Community development, the important effort of managing the development and rehabilitation of communities, is one of the most visible, interesting and important things that local government does. From land use planning to zoning and codes, permitting and licensing, and finally reviewing plans and projects for construction, community development determines the fabric of counties, cities and towns.
Often, new construction is desirable, adding tax revenue, and if it brings new jobs to a community, it can be very welcome. However, if your community is growing faster than your staff, the good news for your community may create a crisis as you try to keep up with traditional paper-based processes for permitting and plan review.
Electronic plan review
With jobs and revenue on the line, it is no surprise that requests from customers and managers can be persistent. For IT managers and community development managers and staff, figuring out how to use technology to manage this important responsibility is top of mind because paper-based processes can’t keep up and no longer meet the needs of today’s constituents, or even our staff.
Given these realities, it is no surprise that communities are deploying permitting and licensing solutions like Accela and connecting them to electronic plan review solutions. The benefits to staff and submitters are significant.
Consider how one city described why it needed to integrate Accela with OnBase Electronic Plan Review:
- Document retention
The difficulty of storing, retaining and purging paper plan sets was overwhelming.
- Multiple plan sets
Submitters might have to submit 17 paper plan sets to support the number of reviewers as the city tried to execute on simultaneous review to shorten a process that paper lengthens.
- Lost plan sets
Too much paper is hard to manage. Lost plan sets mean submitters have to bear the costs and delays associated with lost sets.
- Moving from paper to Accela
Overworked, drowning in paper and still having to update their Accela permitting solution resulted in data issues and delays.
Facing these challenges, it’s no surprise the city was excited to achieve its goals for community development technology projects.
These goals included:
- Streamlining the permit application process and including electronic plan review submission
This eliminates the burden and cost of paper plan submission and storage while creating easier, simultaneous review for a faster process.
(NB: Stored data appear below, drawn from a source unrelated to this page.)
#[cfg(test)]
mod tests {
    use super::*;
    use crate::application::ports::outbound::{
        BusError, ChroniclePort, MessageBusPort, PrayerPromptRequest, PromptError, PromptPort,
        RandomizerPort,
    };
    use crate::domain::entities::{Hero, SessionUser, CONDUIT_CLASS};
    use crate::domain::events::ChronicleEntry;
    use crate::domain::value_objects::{DiceFormula, PromptChoice, UserId};
    use std::sync::atomic::{AtomicU32, Ordering};
    use std::sync::Mutex;

    #[derive(Default)]
    struct RecordingChronicle {
        entries: Mutex<Vec<ChronicleEntry>>,
    }

    impl RecordingChronicle {
        fn effects(&self) -> usize {
            self.entries
                .lock()
                .unwrap()
                .iter()
                .filter(|e| matches!(e, ChronicleEntry::Effect(_)))
                .count()
        }
    }

    impl ChroniclePort for RecordingChronicle {
        fn append(&self, entry: ChronicleEntry) {
            self.entries.lock().unwrap().push(entry);
        }
    }

    #[derive(Default)]
    struct CapturingBus {
        published: Mutex<Vec<ChannelMessage>>,
    }

    impl MessageBusPort for CapturingBus {
        fn publish(&self, message: ChannelMessage) -> Result<(), BusError> {
            self.published.lock().unwrap().push(message);
            Ok(())
        }
    }

    struct FixedDice(u8);

    impl RandomizerPort for FixedDice {
        fn roll_uniform(&self, _sides: u8) -> u8 {
            self.0
        }
    }

    enum PromptScript {
        Answer(PromptChoice),
        Fail,
    }

    struct ScriptedPrompt {
        script: PromptScript,
        presented: AtomicU32,
    }

    impl ScriptedPrompt {
        fn answering(choice: PromptChoice) -> Self {
            Self {
                script: PromptScript::Answer(choice),
                presented: AtomicU32::new(0),
            }
        }

        fn failing() -> Self {
            Self {
                script: PromptScript::Fail,
                presented: AtomicU32::new(0),
            }
        }

        fn presentations(&self) -> u32 {
            self.presented.load(Ordering::SeqCst)
        }
    }

    #[async_trait::async_trait]
    impl PromptPort for ScriptedPrompt {
        async fn prompt(&self, _request: PrayerPromptRequest) -> Result<PromptChoice, PromptError> {
            self.presented.fetch_add(1, Ordering::SeqCst);
            match &self.script {
                PromptScript::Answer(choice) => Ok(*choice),
                PromptScript::Fail => {
                    Err(PromptError::Presentation("dialog layer exploded".to_string()))
                }
            }
        }
    }

    #[derive(Default)]
    struct CountingHandler {
        calls: AtomicU32,
    }

    #[async_trait::async_trait]
    impl TurnHandlerPort for CountingHandler {
        async fn on_turn_start(&self, _hero: &Hero) {
            self.calls.fetch_add(1, Ordering::SeqCst);
        }
    }

    struct Harness {
        interceptor: TurnStartInterceptor,
        chronicle: Arc<RecordingChronicle>,
        bus: Arc<CapturingBus>,
        prompt: Arc<ScriptedPrompt>,
        handler: Arc<CountingHandler>,
    }

    fn harness(local: &SessionUser, baseline: u8, prompt: ScriptedPrompt) -> Harness {
        let chronicle = Arc::new(RecordingChronicle::default());
        let bus = Arc::new(CapturingBus::default());
        let prompt = Arc::new(prompt);
        let handler = Arc::new(CountingHandler::default());

        let router = Arc::new(PrayerRouter::new(
            local.id,
            local.name.clone(),
            bus.clone(),
            prompt.clone(),
        ));
        let outcome = Arc::new(OutcomeResolver::new(
            Arc::new(FixedDice(baseline)),
            chronicle.clone(),
        ));
        let emitter = Arc::new(EffectEmitter::new(chronicle.clone()));

        Harness {
            interceptor: TurnStartInterceptor::wrap(handler.clone(), router, outcome, emitter),
            chronicle,
            bus,
            prompt,
            handler,
        }
    }

    fn conduit() -> Hero {
        Hero::new("Brother Aldric", 3, CONDUIT_CLASS).with_turn_gain(DiceFormula::new(1, 3))
    }

    #[tokio::test]
    async fn test_ineligible_hero_passes_through_to_default() {
        let hero = Hero::new("Vara", 3, "tactician").with_turn_gain(DiceFormula::new(1, 3));
        let local = SessionUser::new("alice").controlling(hero.id);
        let mut roster = Roster::new();
        roster.upsert(local.clone());
        let mut heroes = HeroRegistry::new();
        heroes.insert(hero.clone());

        let h = harness(&local, 2, ScriptedPrompt::answering(PromptChoice::Pray));
        let event = TurnStartEvent::new(hero.id, local.id);
        h.interceptor.on_turn_start(&event, &roster, &heroes).await;

        assert_eq!(h.handler.calls.load(Ordering::SeqCst), 1);
        assert_eq!(h.prompt.presentations(), 0);
        assert!(h.chronicle.entries.lock().unwrap().is_empty());
    }

    #[tokio::test]
    async fn test_conduit_without_turn_gain_passes_through() {
        let hero = Hero::new("Brother Aldric", 3, CONDUIT_CLASS);
        let local = SessionUser::new("alice").controlling(hero.id);
        let mut roster = Roster::new();
        roster.upsert(local.clone());
        let mut heroes = HeroRegistry::new();
        heroes.insert(hero.clone());

        let h = harness(&local, 2, ScriptedPrompt::answering(PromptChoice::Pray));
        let event = TurnStartEvent::new(hero.id, local.id);
        h.interceptor.on_turn_start(&event, &roster, &heroes).await;

        assert_eq!(h.handler.calls.load(Ordering::SeqCst), 1);
        assert_eq!(h.chronicle.effects(), 0);
    }

    #[tokio::test]
    async fn test_local_resolution_emits_exactly_one_effect() {
        let hero = conduit();
        let local = SessionUser::new("alice").controlling(hero.id);
        let mut roster = Roster::new();
        roster.upsert(local.clone());
        let mut heroes = HeroRegistry::new();
        heroes.insert(hero.clone());

        let h = harness(&local, 1, ScriptedPrompt::answering(PromptChoice::Pray));
        let event = TurnStartEvent::new(hero.id, local.id);
        h.interceptor.on_turn_start(&event, &roster, &heroes).await;

        // Prayer flow ran; the default passive gain did not.
        assert_eq!(h.handler.calls.load(Ordering::SeqCst), 0);
        assert_eq!(h.chronicle.effects(), 1);

        let entries = h.chronicle.entries.lock().unwrap();
        match (&entries[0], &entries[1]) {
            (ChronicleEntry::Roll(roll), ChronicleEntry::Effect(effect)) => {
                assert_eq!(roll.roll, 1);
                assert_eq!(effect.gain.render(), "gain 2 heroic");
                assert_eq!(
                    effect.damage.as_ref().map(|d| d.render()),
                    Some("damage 1d6+3 psychic unblockable".to_string())
                );
            }
            other => panic!("expected roll then effect, got {:?}", other),
        }
    }

    #[tokio::test]
    async fn test_remote_authority_means_no_local_effect() {
        let hero = conduit();
        let owner = SessionUser::new("alice").controlling(hero.id);
        let gm = SessionUser::new("gm").privileged();
        let mut roster = Roster::new();
        roster.upsert(owner.clone());
        roster.upsert(gm.clone());
        let mut heroes = HeroRegistry::new();
        heroes.insert(hero.clone());

        let h = harness(&gm, 2, ScriptedPrompt::answering(PromptChoice::Pray));
        let event = TurnStartEvent::new(hero.id, gm.id);
        h.interceptor.on_turn_start(&event, &roster, &heroes).await;

        assert_eq!(h.prompt.presentations(), 0);
        assert_eq!(h.chronicle.effects(), 0);
        assert_eq!(h.handler.calls.load(Ordering::SeqCst), 0);
        assert_eq!(h.bus.published.lock().unwrap().len(), 1);
    }

    #[tokio::test]
    async fn test_offline_owner_falls_back_to_triggering_client() {
        let hero = conduit();
        let owner = SessionUser::new("alice").controlling(hero.id).offline();
        let gm = SessionUser::new("gm").privileged();
        let mut roster = Roster::new();
        roster.upsert(owner);
        roster.upsert(gm.clone());
        let mut heroes = HeroRegistry::new();
        heroes.insert(hero.clone());

        let h = harness(&gm, 2, ScriptedPrompt::answering(PromptChoice::Pray));
        let event = TurnStartEvent::new(hero.id, gm.id);
        h.interceptor.on_turn_start(&event, &roster, &heroes).await;

        // Nobody to forward to: the GM client prompts and resolves itself.
        assert_eq!(h.prompt.presentations(), 1);
        assert_eq!(h.chronicle.effects(), 1);
        assert!(h.bus.published.lock().unwrap().is_empty());
    }

    #[tokio::test]
    async fn test_dismissed_prompt_matches_explicit_skip() {
        let hero = conduit();
        let local = SessionUser::new("alice").controlling(hero.id);
        let mut roster = Roster::new();
        roster.upsert(local.clone());
        let mut heroes = HeroRegistry::new();
        heroes.insert(hero.clone());

        let dismissed = harness(&local, 2, ScriptedPrompt::answering(PromptChoice::Dismissed));
        let explicit = harness(&local, 2, ScriptedPrompt::answering(PromptChoice::Skip));

        let event = TurnStartEvent::new(hero.id, local.id);
        dismissed
            .interceptor
            .on_turn_start(&event, &roster, &heroes)
            .await;
        explicit
            .interceptor
            .on_turn_start(&event, &roster, &heroes)
            .await;

        let effect_of = |h: &Harness| {
            h.chronicle
                .entries
                .lock()
                .unwrap()
                .iter()
                .find_map(|e| match e {
                    ChronicleEntry::Effect(effect) => {
                        Some((effect.gain.clone(), effect.label, effect.narrative.clone()))
                    }
                    _ => None,
                })
                .expect("effect expected")
        };
        assert_eq!(effect_of(&dismissed), effect_of(&explicit));
    }

    #[tokio::test]
    async fn test_prompt_failure_aborts_without_effect_or_default() {
        let hero = conduit();
        let local = SessionUser::new("alice").controlling(hero.id);
        let mut roster = Roster::new();
        roster.upsert(local.clone());
        let mut heroes = HeroRegistry::new();
        heroes.insert(hero.clone());

        let h = harness(&local, 2, ScriptedPrompt::failing());
        let event = TurnStartEvent::new(hero.id, local.id);
        h.interceptor.on_turn_start(&event, &roster, &heroes).await;

        assert_eq!(h.chronicle.effects(), 0);
        assert_eq!(h.handler.calls.load(Ordering::SeqCst), 0);
    }

    #[tokio::test]
    async fn test_channel_message_resolves_on_the_controller() {
        let hero = conduit();
        let local = SessionUser::new("alice").controlling(hero.id);
        let mut roster = Roster::new();
        roster.upsert(local.clone());
        let mut heroes = HeroRegistry::new();
        heroes.insert(hero.clone());

        let h = harness(&local, 3, ScriptedPrompt::answering(PromptChoice::Pray));
        let message = ChannelMessage::PromptPrayer {
            hero_id: hero.id,
            hero_name: hero.name.clone(),
            requester_id: UserId::new(),
            requester_name: "gm".to_string(),
            occurrence: None,
        };
        h.interceptor
            .on_channel_message(&message, &roster, &heroes)
            .await;

        assert_eq!(h.prompt.presentations(), 1);
        assert_eq!(h.chronicle.effects(), 1);
        let entries = h.chronicle.entries.lock().unwrap();
        match entries.last().unwrap() {
            ChronicleEntry::Effect(effect) => {
                assert_eq!(effect.gain.render(), "gain 5 heroic");
                assert!(effect.boon_available);
            }
            other => panic!("expected effect, got {:?}", other),
        }
    }

    #[tokio::test]
    async fn test_channel_message_is_noop_for_bystanders() {
        let hero = conduit();
        let local = SessionUser::new("bob");
        let mut roster = Roster::new();
        roster.upsert(local.clone());
        let mut heroes = HeroRegistry::new();
        heroes.insert(hero.clone());

        let h = harness(&local, 3, ScriptedPrompt::answering(PromptChoice::Pray));
        let message = ChannelMessage::PromptPrayer {
            hero_id: hero.id,
            hero_name: hero.name.clone(),
            requester_id: UserId::new(),
            requester_name: "gm".to_string(),
            occurrence: None,
        };
        h.interceptor
            .on_channel_message(&message, &roster, &heroes)
            .await;

        assert_eq!(h.prompt.presentations(), 0);
        assert_eq!(h.chronicle.effects(), 0);
    }
}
- Creating a single workflow for all internal staff to reduce duplicate work
Eliminating steps, especially those necessitated by paper, optimized the permitting and plan review process and allowed transparency into that process.
- Building and integrating permitting and electronic review system as “one source of truth”
With integrated permitting and plan review solutions, the city not only takes advantage of the unique benefits of permitting and content services, but it also eliminates the need for the staff to retype data, while connected systems keep the data in sync as applications and plans move through the process. This means internal staff with different duties and different key solutions have the same data driving their decisions.
And my favorite:
- Design the system through the lens of the applicant
This is so important for constituent and customer-facing technology. It is also at the heart of digital transformation. The promise of digital transformation in this case is eliminating paper, offering web-based submission and creating an end-to-end efficient process.
Given the importance of this process and the attention it invites, it is a logical and critical area for investment by local government. By connecting permitting and electronic plan review, your community can design a system with the advantages of digital transformation to offer a better – and more intuitive – application and review process. With a portal to the customer, data in sync and process status provided automatically, the solution now offers a design that keeps the city’s submitters informed and happy.
The right tools for the future
As your community moves forward with development, selecting the right tools is essential. The city we’ve been discussing knew it needed to abandon paper and that key systems should connect and keep permitting and plan data in sync.
It also knew that with the right tools, it could improve these important local government processes and make community development an easier venture. It’s a great example for local governments hoping to achieve the same results.